===== Supplied records

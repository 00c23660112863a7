use std::path::{Path, PathBuf};

use serde::Deserialize;

use crate::error::DecodeError;

/// Search backend selector.
///
/// `prefix` is the LM-scored, lexicon-free prefix beam search; `lexicon` is
/// the lexicon-constrained token-level beam search. The legacy aliases
/// `beam` and `default` both select the prefix search.
#[derive(Debug, Clone, Copy, PartialEq, Eq, Deserialize)]
#[serde(rename_all = "lowercase")]
pub enum SearchType {
    #[serde(alias = "beam", alias = "default")]
    Prefix,
    Lexicon,
}

impl SearchType {
    pub fn parse(s: &str) -> Result<Self, DecodeError> {
        match s.to_lowercase().as_str() {
            "prefix" | "beam" | "default" => Ok(Self::Prefix),
            "lexicon" => Ok(Self::Lexicon),
            other => Err(DecodeError::configuration(format!(
                "unsupported search_type `{other}`; expected one of: prefix, lexicon, beam, default"
            ))),
        }
    }

    pub fn as_str(&self) -> &'static str {
        match self {
            Self::Prefix => "prefix",
            Self::Lexicon => "lexicon",
        }
    }
}

/// Tunables specific to the prefix beam search.
#[derive(Debug, Clone, Deserialize)]
#[serde(default)]
pub struct PrefixSearchConfig {
    /// Beams scoring more than this far below the running best are dropped.
    pub beam_prune_logp: f32,
    /// Per-frame floor below which a token is not expanded (the frame's
    /// top-scoring token is always kept).
    pub token_min_logp: f32,
    /// Merge beams that share the same recent word history.
    pub prune_history: bool,
    /// Words whose completion receives an additive score boost.
    pub hotwords: Vec<String>,
    pub hotword_weight: f32,
}

impl Default for PrefixSearchConfig {
    fn default() -> Self {
        Self {
            beam_prune_logp: -10.0,
            token_min_logp: -5.0,
            prune_history: false,
            hotwords: Vec::new(),
            hotword_weight: 10.0,
        }
    }
}

/// Tunables specific to the lexicon-constrained search.
#[derive(Debug, Clone, Deserialize)]
#[serde(default)]
pub struct LexiconSearchConfig {
    /// Word list constraining the search; one `word [tab] spelling` per line.
    /// Overridden by the lexicon shipped inside a packaged LM, when present.
    pub lexicon_path: Option<PathBuf>,
    /// Boosted words, one `word [tab] weight` per line (weight optional).
    pub boost_path: Option<PathBuf>,
    /// Number of highest-scoring tokens expanded per frame.
    pub beam_size_token: usize,
    /// Beams scoring more than this far below the best are dropped.
    pub beam_threshold: f32,
    /// Additive penalty for words outside the lexicon; `-inf` rejects them.
    pub unk_weight: f32,
    /// Additive weight applied on word-separator frames.
    pub sil_weight: f32,
}

impl Default for LexiconSearchConfig {
    fn default() -> Self {
        Self {
            lexicon_path: None,
            boost_path: None,
            beam_size_token: 16,
            beam_threshold: 20.0,
            unk_weight: f32::NEG_INFINITY,
            sil_weight: 0.0,
        }
    }
}

#[derive(Debug, Clone, Deserialize)]
#[serde(default)]
pub struct BeamDecodingConfig {
    /// Index of the CTC blank class in the model output.
    pub blank_id: usize,
    pub beam_size: usize,
    pub search_type: SearchType,
    /// Collapse each sample's n-best list to its single best hypothesis.
    pub return_best_hypothesis: bool,
    /// Attach the per-sample log-probability snapshot to every hypothesis.
    pub preserve_alignments: bool,
    /// Frame-level timestamp computation; unsupported by beam search and
    /// rejected at construction.
    pub compute_timestamps: bool,
    /// Language model weight.
    pub beam_alpha: f32,
    /// Word insertion weight.
    pub beam_beta: f32,
    /// Path to a packaged LM archive or a raw LM binary.
    pub kenlm_path: Option<PathBuf>,
    pub prefix: PrefixSearchConfig,
    pub lexicon: LexiconSearchConfig,
}

impl Default for BeamDecodingConfig {
    fn default() -> Self {
        Self {
            blank_id: 0,
            beam_size: 4,
            search_type: SearchType::Prefix,
            return_best_hypothesis: true,
            preserve_alignments: false,
            compute_timestamps: false,
            beam_alpha: 1.0,
            beam_beta: 0.0,
            kenlm_path: None,
            prefix: PrefixSearchConfig::default(),
            lexicon: LexiconSearchConfig::default(),
        }
    }
}

impl BeamDecodingConfig {
    pub fn new(blank_id: usize, beam_size: usize) -> Self {
        Self {
            blank_id,
            beam_size,
            ..Self::default()
        }
    }

    pub fn from_json_file(path: &Path) -> Result<Self, DecodeError> {
        let data = std::fs::read_to_string(path)
            .map_err(|e| DecodeError::io("read decoding config", e))?;
        let cfg: Self = serde_json::from_str(&data)
            .map_err(|e| DecodeError::json("parse decoding config", e))?;
        cfg.validate()?;
        Ok(cfg)
    }

    pub fn validate(&self) -> Result<(), DecodeError> {
        if self.beam_size < 1 {
            return Err(DecodeError::configuration(
                "beam_size cannot be less than 1",
            ));
        }
        if self.compute_timestamps {
            return Err(DecodeError::unsupported(
                "compute_timestamps is not supported by beam search algorithms",
            ));
        }
        Ok(())
    }
}
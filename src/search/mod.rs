pub mod lexicon;
pub mod prefix;

use crate::error::DecodeError;
use crate::types::{DecoderState, WordSpan};

/// Native output form of a search backend candidate.
///
/// The prefix search produces text; the lexicon search produces token ids.
/// The assembler derives the missing half so every hypothesis carries both.
#[derive(Debug, Clone)]
pub enum CandidateOutput {
    Text(String),
    TokenIds(Vec<usize>),
}

/// One raw beam candidate before hypothesis packing.
#[derive(Debug, Clone)]
pub struct RawCandidate {
    pub output: CandidateOutput,
    pub score: f32,
    pub word_spans: Vec<WordSpan>,
    pub decoder_state: Option<DecoderState>,
}

/// Sample-level beam search over a batch of log-probability matrices.
///
/// `log_probs[i]` is the `[T, V+1]` matrix for sample `i`; only the first
/// `lengths[i]` rows are valid. Implementations return one non-empty,
/// score-descending candidate list per sample, index-aligned with the input.
pub trait SearchBackend: Send {
    fn search(
        &mut self,
        log_probs: &[Vec<Vec<f32>>],
        lengths: &[usize],
    ) -> Result<Vec<Vec<RawCandidate>>, DecodeError>;
}

pub(crate) fn log_sum_exp(a: f32, b: f32) -> f32 {
    if a == f32::NEG_INFINITY {
        return b;
    }
    if b == f32::NEG_INFINITY {
        return a;
    }
    let (hi, lo) = if a > b { (a, b) } else { (b, a) };
    hi + (lo - hi).exp().ln_1p()
}

/// Map a log-prob column index to its vocabulary index, skipping the blank
/// column. Returns `None` for the blank itself.
pub(crate) fn column_to_vocab_index(column: usize, blank_id: usize) -> Option<usize> {
    use std::cmp::Ordering;
    match column.cmp(&blank_id) {
        Ordering::Less => Some(column),
        Ordering::Equal => None,
        Ordering::Greater => Some(column - 1),
    }
}

#[cfg(test)]
mod tests {
    use super::*;

    #[test]
    fn log_sum_exp_basics() {
        let v = log_sum_exp(0.0_f32.ln(), 0.0_f32.ln());
        assert_eq!(v, f32::NEG_INFINITY);
        let v = log_sum_exp(0.5_f32.ln(), 0.5_f32.ln());
        assert!((v - 1.0_f32.ln()).abs() < 1e-6);
        assert_eq!(log_sum_exp(f32::NEG_INFINITY, -1.0), -1.0);
    }

    #[test]
    fn column_mapping_skips_blank() {
        // blank last (typical)
        assert_eq!(column_to_vocab_index(0, 2), Some(0));
        assert_eq!(column_to_vocab_index(1, 2), Some(1));
        assert_eq!(column_to_vocab_index(2, 2), None);
        // blank first
        assert_eq!(column_to_vocab_index(0, 0), None);
        assert_eq!(column_to_vocab_index(1, 0), Some(0));
        assert_eq!(column_to_vocab_index(2, 0), Some(1));
    }
}
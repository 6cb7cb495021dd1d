/*
[INPUT]:  Outbound operations from the engine, inbound wire events
[OUTPUT]: ExchangeDriver trait + DriverEvent enum over an mpsc channel
[POS]:    Interface layer - the seam between the engine and any venue
[UPDATE]: When the callback surface or outbound operation set changes
*/

use async_trait::async_trait;
use tokio::sync::mpsc;

use crate::error::Result;
use crate::types::{
    AccountInfoResponse, AccountPosition, BookTop, CancelRequest, OrderRequest, OrderResponse,
};

/// Everything the venue pushes back at the engine. Each wire event maps to
/// exactly one variant; the engine runs a single dispatcher over the
/// receiving end so callback handling has one choke point.
#[derive(Debug, Clone)]
pub enum DriverEvent {
    /// Full account snapshot (response to `request_account_info`)
    AccountInfo(AccountInfoResponse),
    /// Incremental account update (several positions at once)
    AccountUpdate(Vec<AccountPosition>),
    /// Incremental single-symbol position update
    PositionUpdate(AccountPosition),
    /// Top-of-book refresh from the depth stream
    Depth(BookTop),
    /// Order lifecycle report
    Order(OrderResponse),
    /// Driver-level error with no state attached
    Error(String),
}

/// Sender half the driver uses to deliver events.
pub type EventSender = mpsc::UnboundedSender<DriverEvent>;

/// Outbound operations on a venue. Implementations own wire serialisation,
/// signing and sending; every call returns as soon as the request is on its
/// way. Acknowledgements arrive as [`DriverEvent`]s.
#[async_trait]
pub trait ExchangeDriver: Send + Sync {
    /// Submit a new order. The lifecycle unfolds via `DriverEvent::Order`.
    async fn submit_order(&self, req: OrderRequest) -> Result<()>;

    /// Cancel an order by client or exchange id.
    async fn cancel_order(&self, req: CancelRequest) -> Result<()>;

    /// Request a full account snapshot, answered by `DriverEvent::AccountInfo`.
    async fn request_account_info(&self) -> Result<()>;

    /// Request account balances. No core event maps to the reply; the
    /// driver may surface it through its own channels.
    async fn request_account_balance(&self) -> Result<()>;

    /// Request per-symbol position rows, answered by
    /// `DriverEvent::PositionUpdate` per position.
    async fn request_position_info(&self) -> Result<()>;

    /// Subscribe to the depth stream for a symbol.
    async fn subscribe_depth(&self, symbol: &str, levels: u32, update_speed_ms: u32) -> Result<()>;

    /// Drop the depth subscription for a symbol.
    async fn unsubscribe_depth(&self, symbol: &str) -> Result<()>;
}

==========

Your answer must be the lines from the first line of the entries above through the line that contains "pub fn parse(s: &str)", written out exactly.

- **Exercise response**
repository 00c23660112863a7
use std::path::{Path, PathBuf};

use serde::Deserialize;

use crate::error::DecodeError;

/// Search backend selector.
///
/// `prefix` is the LM-scored, lexicon-free prefix beam search; `lexicon` is
/// the lexicon-constrained token-level beam search. The legacy aliases
/// `beam` and `default` both select the prefix search.
#[derive(Debug, Clone, Copy, PartialEq, Eq, Deserialize)]
#[serde(rename_all = "lowercase")]
pub enum SearchType {
    #[serde(alias = "beam", alias = "default")]
    Prefix,
    Lexicon,
}

impl SearchType {
    pub fn parse(s: &str) -> Result<Self, DecodeError> {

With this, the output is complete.